Charles Robert Darwin, ahli biologi Inggris yang teori evolusi organiknya merevolusi sains, filsafat, dan teologi, lahir di Shrewsbury.
Dia kuliah di universitas Edinburgh dan Cambridge tetapi tidak tertarik dengan studi medisnya pada awalnya atau studi teologisnya pada studi kedua.
Menjelang akhir hari-hari sarjananya, ia menjalin persahabatan dengan J.T.Henslow, profesor botani di Cambridge, “seorang pria yang mengetahui setiap cabang ilmu pengetahuan” (Autobiography of Charles Darwin).
Asosiasi ini, bersama dengan antusiasme untuk mengumpulkan kumbang dan membaca karya Wilhelm von Humboldt dan John Herschel, membangkitkan dalam dirinya “semangat yang membara untuk berkontribusi pada struktur mulia Ilmu Pengetahuan Alam.” Kesempatan untuk melakukannya dalam skala besar muncul ketika Henslow mengamankan baginya jabatan naturalis “tanpa bayaran” di kapal H.M.S.Beagle, lalu akan memulai perjalanan panjang di Belahan Bumi Selatan.

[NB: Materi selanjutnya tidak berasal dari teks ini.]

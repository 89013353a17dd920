use super::*;
use time::macros::date;

#[test]
fn money_prefixes_pound_sign() {
    assert_eq!(money(Price::from_major(8).unwrap()), "£8");
    assert_eq!(money(Price::from_minor(2450)), "£24.50");
}

#[test]
fn stars_fill_up_to_rating() {
    assert_eq!(stars(4), "★★★★☆");
    assert_eq!(stars(0), "☆☆☆☆☆");
    assert_eq!(stars(9), "★★★★★");
}

#[test]
fn whole_stars_rounds_and_clamps() {
    assert_eq!(whole_stars(4.5), 5);
    assert_eq!(whole_stars(3.2), 3);
    assert_eq!(whole_stars(-1.0), 0);
    assert_eq!(whole_stars(f64::NAN), 0);
}

#[test]
fn rating_has_one_decimal() {
    assert_eq!(rating(4.0), "4.0");
    assert_eq!(rating(4.66), "4.7");
}

#[test]
fn review_count_pluralizes() {
    assert_eq!(review_count(1), "(1 review)");
    assert_eq!(review_count(12), "(12 reviews)");
}

#[test]
fn day_names_start_on_sunday() {
    assert_eq!(day_name(0), "Sunday");
    assert_eq!(day_name(6), "Saturday");
    assert_eq!(day_name(7), "Unknown");
}

#[test]
fn short_time_drops_seconds_only() {
    assert_eq!(short_time("10:00:00"), "10:00");
    assert_eq!(short_time("10:00"), "10:00");
    assert_eq!(short_time("soon"), "soon");
}

#[test]
fn long_and_short_dates() {
    let day = date!(2026 - 10 - 19);
    assert_eq!(long_date(day), "Monday, October 19, 2026");
    assert_eq!(short_date(day), "Mon, Oct 19");
}

#[test]
fn api_date_falls_back_to_raw_value() {
    assert_eq!(api_date("2026-10-19T00:00:00.000Z"), "Mon, Oct 19");
    assert_eq!(api_date("someday"), "someday");
}

#[test]
fn initials_take_first_two_words() {
    assert_eq!(initials("mia van der berg"), "MV");
    assert_eq!(initials("Zoe"), "Z");
    assert_eq!(initials(""), "");
}

#[test]
fn dates_drop_day_padding() {
    let day = date!(2026 - 11 - 03);
    assert_eq!(long_date(day), "Tuesday, November 3, 2026");
    assert_eq!(short_date(day), "Tue, Nov 3");
}
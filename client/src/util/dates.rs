//! Calendar helpers: the browser's local clock and API date/time parsing.
//!
//! The API sends dates as `YYYY-MM-DD`, sometimes with a trailing
//! `T00:00:00.000Z`, and times as `HH:MM` or `HH:MM:SS`.

#[cfg(test)]
#[path = "dates_test.rs"]
mod dates_test;

use time::macros::format_description;
use time::{Date, PrimitiveDateTime, Time};

/// Current local wall-clock time. Uses the browser clock under hydrate and
/// UTC elsewhere.
#[must_use]
pub fn now() -> PrimitiveDateTime {
    #[cfg(feature = "hydrate")]
    {
        let js = js_sys::Date::new_0();
        #[allow(clippy::cast_possible_truncation, clippy::cast_possible_wrap)]
        let parts = (
            js.get_full_year() as i32,
            time::Month::try_from(js.get_month() as u8 + 1),
            js.get_date() as u8,
            js.get_hours() as u8,
            js.get_minutes() as u8,
        );
        match parts {
            (year, Ok(month), day, hour, minute) => Date::from_calendar_date(year, month, day)
                .ok()
                .zip(Time::from_hms(hour, minute, 0).ok())
                .map_or(PrimitiveDateTime::MIN, |(date, time)| PrimitiveDateTime::new(date, time)),
            _ => PrimitiveDateTime::MIN,
        }
    }
    #[cfg(not(feature = "hydrate"))]
    {
        let utc = time::OffsetDateTime::now_utc();
        PrimitiveDateTime::new(utc.date(), utc.time())
    }
}

#[must_use]
pub fn today() -> Date {
    now().date()
}

/// Earliest bookable day.
#[must_use]
pub fn tomorrow(today: Date) -> Date {
    today.next_day().unwrap_or(today)
}

/// `YYYY-MM-DD`, as used by `<input type="date">` and the API.
#[must_use]
pub fn iso(date: Date) -> String {
    date.format(format_description!("[year]-[month]-[day]"))
        .unwrap_or_else(|_| date.to_string())
}

/// Parse the date part of an API date or date-time string.
#[must_use]
pub fn parse_iso(value: &str) -> Option<Date> {
    let head = value.trim().get(..10)?;
    Date::parse(head, format_description!("[year]-[month]-[day]")).ok()
}

/// Parse `HH:MM` or `HH:MM:SS`.
#[must_use]
pub fn parse_clock(value: &str) -> Option<Time> {
    let value = value.trim();
    Time::parse(value, format_description!("[hour]:[minute]:[second]"))
        .or_else(|_| Time::parse(value, format_description!("[hour]:[minute]")))
        .ok()
}

/// Whether an appointment's start lies before `now`. Unparseable values are
/// treated as not past.
#[must_use]
pub fn is_past(date: &str, clock: &str, now: PrimitiveDateTime) -> bool {
    match (parse_iso(date), parse_clock(clock)) {
        (Some(date), Some(clock)) => PrimitiveDateTime::new(date, clock) < now,
        _ => false,
    }
}
//! Display formatting for prices, ratings, dates, and names.

#[cfg(test)]
#[path = "format_test.rs"]
mod format_test;

use time::Date;
use time::macros::format_description;

use crate::net::types::Price;
use crate::util::dates::parse_iso;

pub const DAY_NAMES: [&str; 7] = ["Sunday", "Monday", "Tuesday", "Wednesday", "Thursday", "Friday", "Saturday"];

/// `£8`, `£8.50`.
#[must_use]
pub fn money(price: Price) -> String {
    format!("£{price}")
}

/// Five-character star bar, e.g. `★★★★☆` for 4.
#[must_use]
pub fn stars(rating: u8) -> String {
    let filled = usize::from(rating.min(5));
    format!("{}{}", "★".repeat(filled), "☆".repeat(5 - filled))
}

/// Average rating rounded to whole stars.
#[must_use]
#[allow(clippy::cast_possible_truncation, clippy::cast_sign_loss)]
pub fn whole_stars(value: f64) -> u8 {
    if value.is_finite() { value.round().clamp(0.0, 5.0) as u8 } else { 0 }
}

/// Average rating to one decimal place.
#[must_use]
pub fn rating(value: f64) -> String {
    format!("{value:.1}")
}

#[must_use]
pub fn review_count(count: i64) -> String {
    if count == 1 { "(1 review)".to_owned() } else { format!("({count} reviews)") }
}

#[must_use]
pub fn day_name(day_of_week: u8) -> &'static str {
    DAY_NAMES.get(usize::from(day_of_week)).copied().unwrap_or("Unknown")
}

/// Drop seconds from `HH:MM:SS`.
#[must_use]
pub fn short_time(value: &str) -> &str {
    match value.get(..5) {
        Some(head) if value.len() > 5 && head.as_bytes().get(2) == Some(&b':') => head,
        _ => value,
    }
}

/// `Monday, October 19, 2026`.
#[must_use]
pub fn long_date(date: Date) -> String {
    date.format(format_description!("[weekday], [month repr:long] [day padding:none], [year]"))
        .unwrap_or_else(|_| date.to_string())
}

/// `Mon, Oct 19`.
#[must_use]
pub fn short_date(date: Date) -> String {
    date.format(format_description!("[weekday repr:short], [month repr:short] [day padding:none]"))
        .unwrap_or_else(|_| date.to_string())
}

/// Short form of an API date string, or the raw value when unparseable.
#[must_use]
pub fn api_date(value: &str) -> String {
    parse_iso(value).map_or_else(|| value.to_owned(), short_date)
}

/// Up to two uppercase initials for avatar placeholders.
#[must_use]
pub fn initials(name: &str) -> String {
    name.split_whitespace()
        .filter_map(|part| part.chars().next())
        .take(2)
        .flat_map(char::to_uppercase)
        .collect()
}
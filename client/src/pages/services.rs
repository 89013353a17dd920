//! Services catalog with server-side category filtering.
//!
//! SYSTEM CONTEXT
//! ==============
//! Each chip change re-fetches `/services?category=`. The chip set comes
//! from the unfiltered listing so it never shrinks to the active filter.
//! Selecting a service reveals a booking call-to-action.

use leptos::prelude::*;

use crate::components::list_status::{EmptyState, Spinner};
use crate::net::api::ApiClient;
use crate::net::types::Service;
use crate::state::catalog::{CatalogSelection, book_label, categories};
use crate::state::fetch::{ListState, ListView};
use crate::util::format::money;
use crate::util::load::spawn_list_load;

#[component]
pub fn ServicesPage() -> impl IntoView {
    let api = expect_context::<ApiClient>();
    let services = RwSignal::new(ListState::<Service>::default());
    let selection = RwSignal::new(CatalogSelection::default());
    let chips = RwSignal::new(categories(&[]));

    let category = Memo::new(move |_| selection.with(|s| s.category.clone()));

    Effect::new(move || {
        let filter = category.get();
        let api = api.clone();
        spawn_list_load(services, async move { api.list_services(filter.as_deref()).await });
    });

    // Refresh chips from unfiltered results only.
    Effect::new(move || {
        if category.get().is_some() {
            return;
        }
        let state = services.get();
        if !state.loading && !state.items.is_empty() {
            chips.set(categories(&state.items));
        }
    });

    let chip_bar = move || {
        let active = category.get();
        let all_active = active.is_none();
        let chip_buttons = chips
            .get()
            .into_iter()
            .map(|chip| {
                let is_active = active.as_deref() == Some(chip.as_str());
                let value = chip.clone();
                view! {
                    <button
                        class="filter-btn"
                        class:active=is_active
                        on:click=move |_| {
                            let value = value.clone();
                            selection.update(|s| {
                                s.select_category(Some(value));
                            });
                        }
                    >
                        {chip}
                    </button>
                }
            })
            .collect::<Vec<_>>();
        view! {
            <div class="filters">
                <button
                    class="filter-btn"
                    class:active=all_active
                    on:click=move |_| selection.update(|s| {
                        s.select_category(None);
                    })
                >
                    "All"
                </button>
                {chip_buttons}
            </div>
        }
    };

    let service_list = move || match services.with(ListState::view) {
        ListView::Loading => view! { <Spinner/> }.into_any(),
        ListView::Empty => view! {
            <EmptyState title="Coming Soon" message="Services for this category will be available soon"/>
        }
        .into_any(),
        ListView::Items => {
            let selected_id = selection.with(|s| s.service_id);
            view! {
                <div class="services-list">
                    {services
                        .get()
                        .items
                        .into_iter()
                        .map(|service| {
                            let id = service.id;
                            let description = service.description.clone().filter(|d| !d.trim().is_empty());
                            view! {
                                <div
                                    class="service-item"
                                    class:selected=selected_id == Some(id)
                                    on:click=move |_| selection.update(|s| s.toggle_service(id))
                                >
                                    <div class="service-info">
                                        <h3>{service.name.clone()}</h3>
                                        {description.map(|d| view! { <p class="service-description">{d}</p> })}
                                        <span class="service-duration">{format!("{} min", service.duration)}</span>
                                    </div>
                                    <div class="service-price">{money(service.price)}</div>
                                </div>
                            }
                        })
                        .collect::<Vec<_>>()}
                </div>
            }
            .into_any()
        }
    };

    let booking_action = move || {
        let selected = services.with(|list| selection.with(|s| s.selected(&list.items).cloned()));
        selected.map(|service| {
            view! {
                <div class="booking-action">
                    <a href=format!("/book/{}", service.id) class="btn btn-primary btn-lg">
                        {book_label(&service)}
                    </a>
                </div>
            }
        })
    };

    view! {
        <div class="services-page">
            <div class="page-header">
                <div class="container">
                    <h1>"Our Services"</h1>
                    <p>"Browse our wide range of beauty services"</p>
                </div>
            </div>
            <div class="container">
                {chip_bar}
                {service_list}
                {booking_action}
            </div>
        </div>
    }
}
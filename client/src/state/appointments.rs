//! Appointment list rules: status filters, valid transitions, and which
//! actions each viewer may take.
//!
//! The buttons a page renders come straight from these functions, so an
//! invalid transition is never offered.

#[cfg(test)]
#[path = "appointments_test.rs"]
mod appointments_test;

use time::PrimitiveDateTime;

use crate::net::types::{Appointment, AppointmentStatus};
use crate::util::dates;

/// Filter tabs in display order; `None` is "All".
pub const FILTER_TABS: [Option<AppointmentStatus>; 5] = [
    None,
    Some(AppointmentStatus::Pending),
    Some(AppointmentStatus::Confirmed),
    Some(AppointmentStatus::Completed),
    Some(AppointmentStatus::Cancelled),
];

#[must_use]
pub fn status_label(status: AppointmentStatus) -> &'static str {
    match status {
        AppointmentStatus::Pending => "Pending",
        AppointmentStatus::Confirmed => "Confirmed",
        AppointmentStatus::Completed => "Completed",
        AppointmentStatus::Cancelled => "Cancelled",
    }
}

#[must_use]
pub fn filter_label(filter: Option<AppointmentStatus>) -> &'static str {
    filter.map_or("All", status_label)
}

/// Statuses a provider may move an appointment to.
#[must_use]
pub fn provider_actions(status: AppointmentStatus) -> &'static [AppointmentStatus] {
    match status {
        AppointmentStatus::Pending => &[AppointmentStatus::Confirmed, AppointmentStatus::Cancelled],
        AppointmentStatus::Confirmed => &[AppointmentStatus::Completed],
        AppointmentStatus::Completed | AppointmentStatus::Cancelled => &[],
    }
}

/// Button text for a provider transition.
#[must_use]
pub fn action_label(target: AppointmentStatus) -> &'static str {
    match target {
        AppointmentStatus::Confirmed => "Confirm",
        AppointmentStatus::Cancelled => "Cancel",
        AppointmentStatus::Completed => "Complete",
        AppointmentStatus::Pending => "Reopen",
    }
}

/// Actions offered to the client who booked.
#[derive(Clone, Copy, Debug, PartialEq, Eq)]
pub enum ClientAction {
    Cancel,
    LeaveReview,
}

#[must_use]
pub fn client_actions(status: AppointmentStatus) -> &'static [ClientAction] {
    match status {
        AppointmentStatus::Pending => &[ClientAction::Cancel],
        AppointmentStatus::Completed => &[ClientAction::LeaveReview],
        AppointmentStatus::Confirmed | AppointmentStatus::Cancelled => &[],
    }
}

/// A confirmed appointment whose start time has passed but which the
/// provider has not completed yet.
#[must_use]
pub fn awaiting_completion(appointment: &Appointment, now: PrimitiveDateTime) -> bool {
    appointment.status == AppointmentStatus::Confirmed && dates::is_past(&appointment.date, &appointment.time, now)
}
//! Modal yes/no confirmation used before destructive actions.

use leptos::prelude::*;

#[component]
pub fn ConfirmDialog(
    #[prop(into)] message: String,
    #[prop(into, default = "Delete".to_owned())] confirm_label: String,
    on_confirm: Callback<()>,
    on_cancel: Callback<()>,
) -> impl IntoView {
    view! {
        <div class="dialog-backdrop" on:click=move |_| on_cancel.run(())>
            <div class="dialog" role="alertdialog" on:click=move |ev| ev.stop_propagation()>
                <p class="dialog__message">{message}</p>
                <div class="dialog__actions">
                    <button class="btn btn-secondary" on:click=move |_| on_cancel.run(())>
                        "Keep"
                    </button>
                    <button class="btn btn-error" on:click=move |_| on_confirm.run(())>
                        {confirm_label}
                    </button>
                </div>
            </div>
        </div>
    }
}
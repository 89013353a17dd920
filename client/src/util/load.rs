//! Fire-and-forget list loading into a `ListState` signal.

use std::future::Future;

use leptos::prelude::*;

use crate::net::api::ApiError;
use crate::state::fetch::ListState;

/// Start a load on `list` and apply the result when `fetch` resolves. A newer
/// load started in the meantime wins.
pub fn spawn_list_load<T, Fut>(list: RwSignal<ListState<T>>, fetch: Fut)
where
    T: Send + Sync + 'static,
    Fut: Future<Output = Result<Vec<T>, ApiError>> + 'static,
{
    let Some(ticket) = list.try_update(ListState::begin_load) else {
        return;
    };
    leptos::task::spawn_local(async move {
        let result = fetch.await;
        list.update(|state| {
            state.finish(ticket, result);
        });
    });
}
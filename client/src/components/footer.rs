//! Site footer.

use leptos::prelude::*;

#[component]
pub fn Footer() -> impl IntoView {
    view! {
        <footer class="footer">
            <div class="container footer__inner">
                <div class="footer__brand">
                    <h3>"BeautyBook"</h3>
                    <p>"Brows, waxing, aesthetics and facials, booked in a few clicks."</p>
                </div>
                <div class="footer__links">
                    <h4>"Explore"</h4>
                    <a href="/services">"Services"</a>
                    <a href="/providers">"Providers"</a>
                    <a href="/reviews">"Reviews"</a>
                    <a href="/contact">"Contact"</a>
                </div>
                <div class="footer__links">
                    <h4>"Account"</h4>
                    <a href="/login">"Login"</a>
                    <a href="/register">"Register"</a>
                    <a href="/appointments">"My Appointments"</a>
                </div>
            </div>
            <p class="footer__copy">"© BeautyBook. All rights reserved."</p>
        </footer>
    }
}
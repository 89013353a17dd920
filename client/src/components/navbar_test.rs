use super::*;

#[test]
fn dashboard_link_by_role() {
    assert_eq!(dashboard_link(Role::Provider), Some(("/provider/dashboard", "Dashboard")));
    assert_eq!(dashboard_link(Role::Admin), Some(("/admin", "Admin")));
    assert_eq!(dashboard_link(Role::Client), None);
}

Jadi, antara tahun 1831 dan 1836 Darwin mampu melakukan pengamatan ekstensif terhadap flora, fauna, dan formasi geologis di titik-titik yang terpisah jauh di dunia.
Pengalaman ini menentukan jalan hidupnya setelah itu dan meletakkan dasar bagi banyak ide fundamentalnya.
Sekembalinya dia tinggal di London selama enam tahun, di mana dia berkenalan dengan para ilmuwan terkemuka saat itu.
Sir Charles Lyell, Sir Joseph Hooker, dan T.H.Huxley termasuk di antara teman-temannya yang paling dekat.
Pada tahun 1842 ia tinggal di Down, sebuah desa terpencil di Kent.
Di sini, selama empat puluh tahun hingga kematiannya, ia melakukan penelitian dan menulis karya-karya yang membuatnya terkenal.
Ia dimakamkan di Westminster Abbey dekat dengan makam Sir Isaac Newton.
Produktivitas Darwin, terlepas dari serangan penyakit yang berulang, sangat luar biasa.
Publikasinya berkisar pada subjek yang beragam seperti pulau vulkanik, terumbu karang, teritip, pergerakan tanaman, pembuahan anggrek, tindakan cacing tanah di tanah, variasi hewan dan tumbuhan peliharaan, dan teori evolusi.
Bahkan jika dia tidak pernah menulis The Origin of Species (1859) dan The Descent of Man (1871), dia akan tetap dianggap sebagai salah satu ahli biologi besar abad kesembilan belas.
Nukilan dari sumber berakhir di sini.